Exercise details →
The answer must be an exact reproduction of the lines from the start of the records below through the line containing "0.5 × simply-supported line", and nothing more.

Data to process →
:::

//! Influence Line Solver
//!
//! Bending moment at a fixed observation point `c = observation × L` as a unit
//! load travels from x = 0 to x = L.
//!
//! Simply-supported and cantilever lines are exact. The indeterminate cases
//! are scaled from the simply-supported line and always carry an
//! [`ApproximationNotice::ApproximateInfluenceLine`]:
//!
//! - FixedFixed: 0.5 × simply-supported line
//! - FixedPinned: mean of the simply-supported and fixed-fixed lines (0.75 ×)
//! - MultiSpan: simply-supported line of the isolated span containing c, zero
//!   on every other span

use tracing::debug;

use crate::beam::{BeamModel, SupportCondition};
use crate::equations::{cantilever, simple};
use crate::errors::{CalcError, CalcResult};
use crate::results::{ApproximationNotice, InfluenceLine, StationGrid};

const FIXED_FIXED_SCALE: f64 = 0.5;

/// Compute the moment influence line for `observation_position` in [0, 1].
pub fn solve_influence_line(
    model: &BeamModel,
    observation_position: f64,
    grid: &StationGrid,
) -> CalcResult<InfluenceLine> {
    if !observation_position.is_finite() || !(0.0..=1.0).contains(&observation_position) {
        return Err(CalcError::invalid_configuration(
            "observation_position",
            observation_position.to_string(),
            "Observation position must lie in [0, 1]",
        ));
    }

    let l = model.length_m;
    let c = observation_position * l;
    let stations = grid.positions();

    let (ordinates, notice): (Vec<f64>, Option<ApproximationNotice>) = match model.support {
        SupportCondition::SimplySupported => (
            stations
                .iter()
                .map(|&x| simple::moment_influence_ordinate(c, l, x))
                .collect(),
            None,
        ),
        SupportCondition::Cantilever => (
            stations
                .iter()
                .map(|&x| cantilever::moment_influence_ordinate(c, x))
                .collect(),
            None,
        ),
        SupportCondition::FixedFixed => (
            stations
                .iter()
                .map(|&x| FIXED_FIXED_SCALE * simple::moment_influence_ordinate(c, l, x))
                .collect(),
            Some(ApproximationNotice::ApproximateInfluenceLine {
                support: model.support,
            }),
        ),
        SupportCondition::FixedPinned => (
            stations
                .iter()
                .map(|&x| {
                    let ss = simple::moment_influence_ordinate(c, l, x);
                    (ss + FIXED_FIXED_SCALE * ss) / 2.0
                })
                .collect(),
            Some(ApproximationNotice::ApproximateInfluenceLine {
                support: model.support,
            }),
        ),
        SupportCondition::MultiSpan { .. } => {
            let (start, end) = model.span_bounds(model.span_index(c));
            let span = end - start;
            (
                stations
                    .iter()
                    .map(|&x| {
                        if (start..=end).contains(&x) {
                            simple::moment_influence_ordinate(c - start, span, x - start)
                        } else {
                            0.0
                        }
                    })
                    .collect(),
                Some(ApproximationNotice::ApproximateInfluenceLine {
                    support: model.support,
                }),
            )
        }
    };

    debug!(support = %model.support, observation_m = c, "influence line computed");

    Ok(InfluenceLine {
        observation_m: c,
        stations,
        ordinates,
        notice,
    })
}

#[cfg(test)]
mod tests {
    use super::*;
    use crate::beam::BeamConfig;

    fn line(beam: BeamConfig, observation: f64) -> InfluenceLine {
        let model = beam.model().unwrap();
        let grid = StationGrid::new(model.length_m, 100).unwrap();
        solve_influence_line(&model, observation, &grid).unwrap()
    }

    #[test]
    fn test_simply_supported_shape() {
        let il = line(BeamConfig::default(), 0.3);
        assert!(il.notice.is_none());
        assert_eq!(il.ordinates[0], 0.0);
        assert_eq!(il.ordinates[100], 0.0);
        // c(L-c)/L = 3·7/10
        assert!((il.ordinates[30] - 2.1).abs() < 1e-9);
        let (x, peak) = il.peak();
        assert!((x - 3.0).abs() < 1e-9);
        assert!((peak - 2.1).abs() < 1e-9);
    }

    #[test]
    fn test_cantilever_outboard_only() {
        let il = line(BeamConfig::cantilever(10.0, 200.0, 100_000.0), 0.4);
        assert!(il.notice.is_none());
        for i in 0..=40 {
            assert_eq!(il.ordinates[i], 0.0);
        }
        assert!((il.ordinates[100] + 6.0).abs() < 1e-9);
    }

    #[test]
    fn test_indeterminate_lines_flagged() {
        let ss = line(BeamConfig::default(), 0.5);
        let ff = line(BeamConfig::fixed_fixed(10.0, 200.0, 100_000.0), 0.5);
        let fp = line(BeamConfig::fixed_pinned(10.0, 200.0, 100_000.0), 0.5);

        assert!(matches!(
            ff.notice,
            Some(ApproximationNotice::ApproximateInfluenceLine { support: SupportCondition::FixedFixed })
        ));
        assert!(fp.notice.is_some());
        assert!((ff.ordinates[50] - 0.5 * ss.ordinates[50]).abs() < 1e-12);
        assert!((fp.ordinates[50] - 0.75 * ss.ordinates[50]).abs() < 1e-12);
    }

    #[test]
    fn test_multi_span_confined_to_observed_span() {
        // Two 5 m spans, observation at 7.5 m (middle of span 1)
        let il = line(BeamConfig::multi_span(10.0, 2, 200.0, 100_000.0), 0.75);
        assert!(il.notice.is_some());
        for i in 0..50 {
            assert_eq!(il.ordinates[i], 0.0, "station {}", i);
        }
        // Isolated 5 m span, c = 2.5: peak 1.25
        assert!((il.ordinates[75] - 1.25).abs() < 1e-9);
        assert!(il.ordinates[100].abs() < 1e-12);
    }

    #[test]
    fn test_rejects_observation_outside_beam() {
        let model = BeamConfig::default().model().unwrap();
        let grid = StationGrid::new(model.length_m, 100).unwrap();
        let err = solve_influence_line(&model, 1.2, &grid).unwrap_err();
        assert_eq!(err.error_code(), "INVALID_CONFIGURATION");
        assert!(solve_influence_line(&model, f64::NAN, &grid).is_err());
    }
}

#[cfg(test)]
mod proptests {
    use super::*;
    use crate::beam::BeamConfig;
    use proptest::prelude::*;

    proptest! {
        #[test]
        fn simply_supported_line_bounded_by_peak(
            length in 0.5_f64..80.0,
            observation in 0.0_f64..=1.0,
        ) {
            let model = BeamConfig::simply_supported(length, 200.0, 10_000.0).model().unwrap();
            let grid = StationGrid::new(length, 64).unwrap();
            let il = solve_influence_line(&model, observation, &grid).unwrap();

            let c = observation * length;
            let peak = c * (length - c) / length;
            prop_assert!(il.ordinates[0].abs() <= 1e-12);
            prop_assert!(il.ordinates[64].abs() <= 1e-12);
            for &eta in &il.ordinates {
                prop_assert!(eta >= -1e-12);
                prop_assert!(eta <= peak + 1e-9 * length);
            }
        }
    }
}
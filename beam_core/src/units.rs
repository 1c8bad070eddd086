//! # Unit Types
//!
//! Type-safe wrappers for the SI units the engine works in. These are plain
//! f64 newtypes so JSON stays clean (just numbers).
//!
//! ## Units at the API boundary
//!
//! - Length: meters (m); deflection output in millimeters (mm)
//! - Force: kilonewtons (kN); distributed load: kN/m
//! - Moment: kilonewton-meters (kN·m)
//! - Elastic modulus: gigapascals (GPa), internally pascals (Pa)
//! - Moment of inertia: cm⁴, internally m⁴
//! - Flexural rigidity: N·m² (Pa × m⁴); the formulas use kN·m²
//!
//! ## Example
//!
//! ```rust
//! use beam_core::units::{CentimetersToFourth, Gigapascals, MetersToFourth, Pascals};
//!
//! let e: Pascals = Gigapascals(200.0).into();
//! assert_eq!(e.0, 200.0e9);
//!
//! let i: MetersToFourth = CentimetersToFourth(100_000.0).into();
//! assert!((i.0 - 1.0e-3).abs() < 1e-15);
//! ```

use serde::{Deserialize, Serialize};
use std::ops::{Add, Div, Mul, Sub};

// ============================================================================
// Length Units
// ============================================================================

/// Length in meters
#[derive(Debug, Clone, Copy, PartialEq, PartialOrd, Default, Serialize, Deserialize)]
#[serde(transparent)]
pub struct Meters(pub f64);

/// Length in millimeters
#[derive(Debug, Clone, Copy, PartialEq, PartialOrd, Default, Serialize, Deserialize)]
#[serde(transparent)]
pub struct Millimeters(pub f64);

impl From<Meters> for Millimeters {
    fn from(m: Meters) -> Self {
        Millimeters(m.0 * 1000.0)
    }
}

impl From<Millimeters> for Meters {
    fn from(mm: Millimeters) -> Self {
        Meters(mm.0 / 1000.0)
    }
}

// ============================================================================
// Force, Moment and Distributed Load Units
// ============================================================================

/// Force in kilonewtons
#[derive(Debug, Clone, Copy, PartialEq, PartialOrd, Default, Serialize, Deserialize)]
#[serde(transparent)]
pub struct KiloNewtons(pub f64);

/// Moment in kilonewton-meters
#[derive(Debug, Clone, Copy, PartialEq, PartialOrd, Default, Serialize, Deserialize)]
#[serde(transparent)]
pub struct KiloNewtonMeters(pub f64);

/// Distributed load in kilonewtons per meter
#[derive(Debug, Clone, Copy, PartialEq, PartialOrd, Default, Serialize, Deserialize)]
#[serde(transparent)]
pub struct KiloNewtonsPerMeter(pub f64);

impl Mul<Meters> for KiloNewtons {
    type Output = KiloNewtonMeters;
    fn mul(self, rhs: Meters) -> Self::Output {
        KiloNewtonMeters(self.0 * rhs.0)
    }
}

impl Mul<Meters> for KiloNewtonsPerMeter {
    type Output = KiloNewtons;
    fn mul(self, rhs: Meters) -> Self::Output {
        KiloNewtons(self.0 * rhs.0)
    }
}

// ============================================================================
// Stress Units
// ============================================================================

/// Stress in pascals
#[derive(Debug, Clone, Copy, PartialEq, PartialOrd, Default, Serialize, Deserialize)]
#[serde(transparent)]
pub struct Pascals(pub f64);

/// Stress in gigapascals
#[derive(Debug, Clone, Copy, PartialEq, PartialOrd, Default, Serialize, Deserialize)]
#[serde(transparent)]
pub struct Gigapascals(pub f64);

impl From<Gigapascals> for Pascals {
    fn from(gpa: Gigapascals) -> Self {
        Pascals(gpa.0 * 1.0e9)
    }
}

impl From<Pascals> for Gigapascals {
    fn from(pa: Pascals) -> Self {
        Gigapascals(pa.0 / 1.0e9)
    }
}

// ============================================================================
// Section Properties
// ============================================================================

/// Moment of inertia in cm⁴
#[derive(Debug, Clone, Copy, PartialEq, PartialOrd, Default, Serialize, Deserialize)]
#[serde(transparent)]
pub struct CentimetersToFourth(pub f64);

/// Moment of inertia in m⁴
#[derive(Debug, Clone, Copy, PartialEq, PartialOrd, Default, Serialize, Deserialize)]
#[serde(transparent)]
pub struct MetersToFourth(pub f64);

impl From<CentimetersToFourth> for MetersToFourth {
    fn from(cm4: CentimetersToFourth) -> Self {
        MetersToFourth(cm4.0 * 1.0e-8)
    }
}

impl From<MetersToFourth> for CentimetersToFourth {
    fn from(m4: MetersToFourth) -> Self {
        CentimetersToFourth(m4.0 * 1.0e8)
    }
}

/// Flexural rigidity EI in N·m²
#[derive(Debug, Clone, Copy, PartialEq, PartialOrd, Default, Serialize, Deserialize)]
#[serde(transparent)]
pub struct NewtonSquareMeters(pub f64);

/// Flexural rigidity EI in kN·m², the unit the closed-form formulas expect
#[derive(Debug, Clone, Copy, PartialEq, PartialOrd, Default, Serialize, Deserialize)]
#[serde(transparent)]
pub struct KiloNewtonSquareMeters(pub f64);

impl Mul<MetersToFourth> for Pascals {
    type Output = NewtonSquareMeters;
    fn mul(self, rhs: MetersToFourth) -> Self::Output {
        NewtonSquareMeters(self.0 * rhs.0)
    }
}

impl From<NewtonSquareMeters> for KiloNewtonSquareMeters {
    fn from(ei: NewtonSquareMeters) -> Self {
        KiloNewtonSquareMeters(ei.0 / 1000.0)
    }
}

// ============================================================================
// Arithmetic Implementations (macro to reduce boilerplate)
// ============================================================================

macro_rules! impl_arithmetic {
    ($type:ty) => {
        impl Add for $type {
            type Output = Self;
            fn add(self, rhs: Self) -> Self::Output {
                Self(self.0 + rhs.0)
            }
        }

        impl Sub for $type {
            type Output = Self;
            fn sub(self, rhs: Self) -> Self::Output {
                Self(self.0 - rhs.0)
            }
        }

        impl Mul<f64> for $type {
            type Output = Self;
            fn mul(self, rhs: f64) -> Self::Output {
                Self(self.0 * rhs)
            }
        }

        impl Div<f64> for $type {
            type Output = Self;
            fn div(self, rhs: f64) -> Self::Output {
                Self(self.0 / rhs)
            }
        }

        impl $type {
            /// Get the raw f64 value
            pub fn value(self) -> f64 {
                self.0
            }

            /// Create from raw f64 value
            pub fn new(value: f64) -> Self {
                Self(value)
            }
        }
    };
}

impl_arithmetic!(Meters);
impl_arithmetic!(Millimeters);
impl_arithmetic!(KiloNewtons);
impl_arithmetic!(KiloNewtonMeters);
impl_arithmetic!(KiloNewtonsPerMeter);
impl_arithmetic!(Pascals);
impl_arithmetic!(Gigapascals);
impl_arithmetic!(CentimetersToFourth);
impl_arithmetic!(MetersToFourth);
impl_arithmetic!(NewtonSquareMeters);
impl_arithmetic!(KiloNewtonSquareMeters);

:::

Response →
//! Influence Line Solver
//!
//! Bending moment at a fixed observation point `c = observation × L` as a unit
//! load travels from x = 0 to x = L.
//!
//! Simply-supported and cantilever lines are exact. The indeterminate cases
//! are scaled from the simply-supported line and always carry an
//! [`ApproximationNotice::ApproximateInfluenceLine`]:
//!
//! - FixedFixed: 0.5 × simply-supported line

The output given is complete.